Amplifying the signal
The Salaita lab is a leader in visualizing and measuring the mechanical forces applied by cells using tension probes made from synthetic strands of double-stranded DNA tethered to a surface.
The double-strands of DNA can be programmed to bind to platelet cells. When the cells bind and apply force to the anchored DNA, the DNA splits into two strands, leaving one strand stuck to the surface. The resulting physical tug is converted into a fluorescent signal.
A major challenge to reading this signal, however, is that these physical tugs are faint, fleeting and infrequent. They require a microscope to detect them.
During the COVID-19 pandemic , the enzyme CRISPR 12a, or Cas12a, came to the fore as a diagnostic tool for SARS-CoV-2 virus. Bacteria use Cas12a to defend against phages, or viruses that attack bacteria. The Cas12a enzyme can be loaded with single-stranded "guide" RNA that is programmed to bind to a complementary single-stranded DNA. The enzyme then reacts to the single-stranded DNA by destroying other single-stranded DNA surrounding it.
The Salaita lab decided to combine Cas12a with its tension probes to see if the enzyme would amplify the signal for the mechanical forces exerted by blood platelets. The lab developed what it calls the Mechano-Cas12a Assisted Tension Sensor, or MCATS.
"It worked like gangbusters," Salaita says.
"Cas12a is quiet and inactive if it doesn't see its target," he explains. "But as soon as it sees a specific single-strand DNA, it goes bananas and starts destroying any single-stranded DNA it comes across. This activation generates a massive fluorescence signal output."
MCATS is precise and ultrasensitive, able to measure cellular traction forces generated by as few as 2,000 platelets within a sample. And the resulting signal is robust enough to measure via a conventional fluorometer — a tool commonly used in routine blood tests.

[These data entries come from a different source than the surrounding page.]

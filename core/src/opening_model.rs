//! Logistic opening model.
//!
//! logit = INTERCEPT + perceived value + personalization value
//!       + sending day influence + frequency term + timespan term
//!       + prior opening influence + device influence
//!
//! The decision is the rounded probability, i.e. the modal outcome.
//! No randomness is drawn here.

use crate::{consumer::Consumer, email::EmailTemplate};
use serde::{Deserialize, Serialize};

pub const INTERCEPT: f64 = -1.6;

/// Timespans below this many days scale linearly; longer ones saturate.
pub const TIMESPAN_SATURATION_DAYS: u32 = 3;
pub const TIMESPAN_COEFFICIENT: f64 = 0.8;
pub const SATURATED_TIMESPAN_TERM: f64 = 2.4;

#[derive(Debug, Clone, Copy, Serialize, Deserialize, PartialEq, Eq)]
#[serde(rename_all = "snake_case")]
pub enum Personalization {
    None,
    #[serde(rename = "product-based")]
    ProductBased,
}

impl Personalization {
    pub fn label(self) -> &'static str {
        match self {
            Personalization::None => "none",
            Personalization::ProductBased => "product-based",
        }
    }
}

/// Coefficients that depend on whether the recipient has bought.
#[derive(Debug, Clone, Copy, PartialEq)]
pub struct PersonalizationRule {
    pub personalization: Personalization,
    pub value: f64,
    pub frequency_influence: f64,
    pub frequency_sqr_influence: f64,
    pub prior_opening_influence: f64,
}

impl PersonalizationRule {
    pub const PRODUCT_BASED: Self = Self {
        personalization: Personalization::ProductBased,
        value: 0.2,
        frequency_influence: 0.3,
        frequency_sqr_influence: -0.1,
        prior_opening_influence: 0.7,
    };

    pub const NONE: Self = Self {
        personalization: Personalization::None,
        value: 0.0,
        frequency_influence: 0.2,
        frequency_sqr_influence: -0.1,
        prior_opening_influence: 0.9,
    };

    /// Rule in force for a consumer with the given purchase state.
    pub fn resolve(product_purchase: bool) -> Self {
        if product_purchase {
            Self::PRODUCT_BASED
        } else {
            Self::NONE
        }
    }

    pub fn for_consumer(consumer: &Consumer) -> Self {
        Self::resolve(consumer.product_purchase)
    }
}

#[derive(Debug, Clone, Copy, PartialEq)]
pub struct OpeningDecision {
    pub opens: bool,
    pub personalization: Personalization,
    pub logit: f64,
    pub probability: f64,
}

/// Value the consumer perceives in the subject line.
///
/// Long subjects pass the perception through, short ones flip its sign.
/// Both negative-perception branches are kept as listed.
pub fn perceived_value(informative_perception: f64, email: &EmailTemplate) -> f64 {
    let p = informative_perception;
    let long = email.is_informative();
    if p > 0.0 && long {
        p
    } else if p < 0.0 && !long {
        -p
    } else if p > 0.0 && !long {
        -p
    } else if p < 0.0 && long {
        p
    } else {
        0.0
    }
}

pub fn timespan_term(timespan: u32) -> f64 {
    if timespan < TIMESPAN_SATURATION_DAYS {
        f64::from(timespan) * TIMESPAN_COEFFICIENT
    } else {
        SATURATED_TIMESPAN_TERM
    }
}

pub fn frequency_term(frequency: u32, rule: &PersonalizationRule) -> f64 {
    let f = f64::from(frequency);
    f * rule.frequency_influence + f * f * rule.frequency_sqr_influence
}

pub fn logistic(logit: f64) -> f64 {
    1.0 / (1.0 + (-logit).exp())
}

/// Opening decision for `consumer` receiving `email` under `rule`.
/// Reads the consumer's frequency and timespan as last refreshed.
pub fn decide(
    consumer: &Consumer,
    email: &EmailTemplate,
    rule: &PersonalizationRule,
) -> OpeningDecision {
    let prior_opening = if consumer.prior_email_opening {
        rule.prior_opening_influence
    } else {
        0.0
    };

    let logit = INTERCEPT
        + perceived_value(consumer.informative_perception, email)
        + rule.value
        + email.sending_day_influence
        + frequency_term(consumer.mailing_frequency, rule)
        + timespan_term(consumer.timespan)
        + prior_opening
        + consumer.device_influence;

    let probability = logistic(logit);
    OpeningDecision {
        opens: probability.round_ties_even() >= 1.0,
        personalization: rule.personalization,
        logit,
        probability,
    }
}
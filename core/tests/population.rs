//! Population builder tests.

use mailsim_core::{
    consumer::{informative_perception, Device, Gender},
    population::build_population,
    rng::{RngBank, RngSlot},
};

#[test]
fn population_has_sequential_ids_and_requested_size() {
    let mut rng = RngBank::new(42).for_slot(RngSlot::Population);
    let consumers = build_population(&mut rng, 250).unwrap();
    assert_eq!(consumers.len(), 250);
    for (i, c) in consumers.iter().enumerate() {
        assert_eq!(c.id, i as u32 + 1);
        assert!(c.age >= 18, "consumer {} has age {}", c.id, c.age);
        assert!(c.income >= 2083, "consumer {} has income {}", c.id, c.income);
        assert!(c.mailing_timestamps.is_empty());
        assert!(!c.product_purchase);
    }
}

#[test]
fn same_seed_builds_bit_identical_population() {
    let a = build_population(&mut RngBank::new(7).for_slot(RngSlot::Population), 300).unwrap();
    let b = build_population(&mut RngBank::new(7).for_slot(RngSlot::Population), 300).unwrap();
    for (x, y) in a.iter().zip(&b) {
        assert_eq!((x.age, x.income, x.gender, x.device), (y.age, y.income, y.gender, y.device));
    }
}

#[test]
fn different_seeds_build_different_populations() {
    let a = build_population(&mut RngBank::new(1).for_slot(RngSlot::Population), 100).unwrap();
    let b = build_population(&mut RngBank::new(2).for_slot(RngSlot::Population), 100).unwrap();
    assert!(a.iter().zip(&b).any(|(x, y)| x.age != y.age || x.income != y.income));
}

#[test]
fn derived_attributes_match_demographics() {
    let mut rng = RngBank::new(99).for_slot(RngSlot::Population);
    let consumers = build_population(&mut rng, 500).unwrap();
    for c in &consumers {
        let expected = informative_perception(c.age, c.gender, c.income);
        assert_eq!(c.informative_perception, expected);
        let influence = if c.device == Device::Mobile { 0.9 } else { 0.0 };
        assert_eq!(c.device_influence, influence);
    }
}

#[test]
fn gender_and_device_shares_are_plausible() {
    let mut rng = RngBank::new(5).for_slot(RngSlot::Population);
    let consumers = build_population(&mut rng, 5000).unwrap();
    let male = consumers.iter().filter(|c| c.gender == Gender::Male).count() as f64 / 5000.0;
    let mobile = consumers.iter().filter(|c| c.device == Device::Mobile).count() as f64 / 5000.0;
    assert!((male - 0.59).abs() < 0.03, "male share {male:.3}");
    assert!(mobile > 0.85 && mobile < 0.97, "mobile share {mobile:.3}");
}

MCATS also works with a plate reader, an instrument designed to handle dozens of samples simultaneously, for the kind of high-throughput readout needed to conduct research.
Testing its clinical potential
To test the efficacy of MCATS at measuring the activity of platelet function, the researchers drew blood samples from healthy volunteer donors. They first validated that the MCATS response was sensitive to the mechanical forces of platelets.
They next added to the healthy blood samples different antiplatelet drugs, ranging from over-the-counter aspirin to a panel of different prescription medications. The MCATS results showed that the antiplatelet therapies reduced the mechanical activity of platelets by an amount similar to the reduction observed in aggregometry.
The researchers also received permission to take blood samples for investigation from seven patients pre- and post-cardiopulmonary bypass surgery. The results showed that the MCATS readings for the platelet activity of each individual patient's sample correlated to their likelihood to need platelet transfusions to minimize bleeding after surgery.
The researchers are now enrolling participants in a prospective study to further explore MCATS as a diagnostic tool. People diagnosed with a platelet disorder will have their blood samples tested pre- and post-treatment to assess how well a therapy is working.
"The bottom line is that MCATS is a whole new way to measure platelet function using a really tiny sample," Sniecinski says. "It's telling us something specific that we haven't been able to measure before and that can give us a new way to understand what's going on with platelet dysfunction and the best methods for controlling it."
"Blood work up gives you a basic readout of your health based on data like platelet count and metabolic concentrations," Salaita adds. "Now we're adding information about the mechanics of platelets. That's like getting a whole new dial on your dashboard for monitoring your health."
Work on the current paper was funded by the National Institutes of Health, the National Science Foundation and the American Heart Association.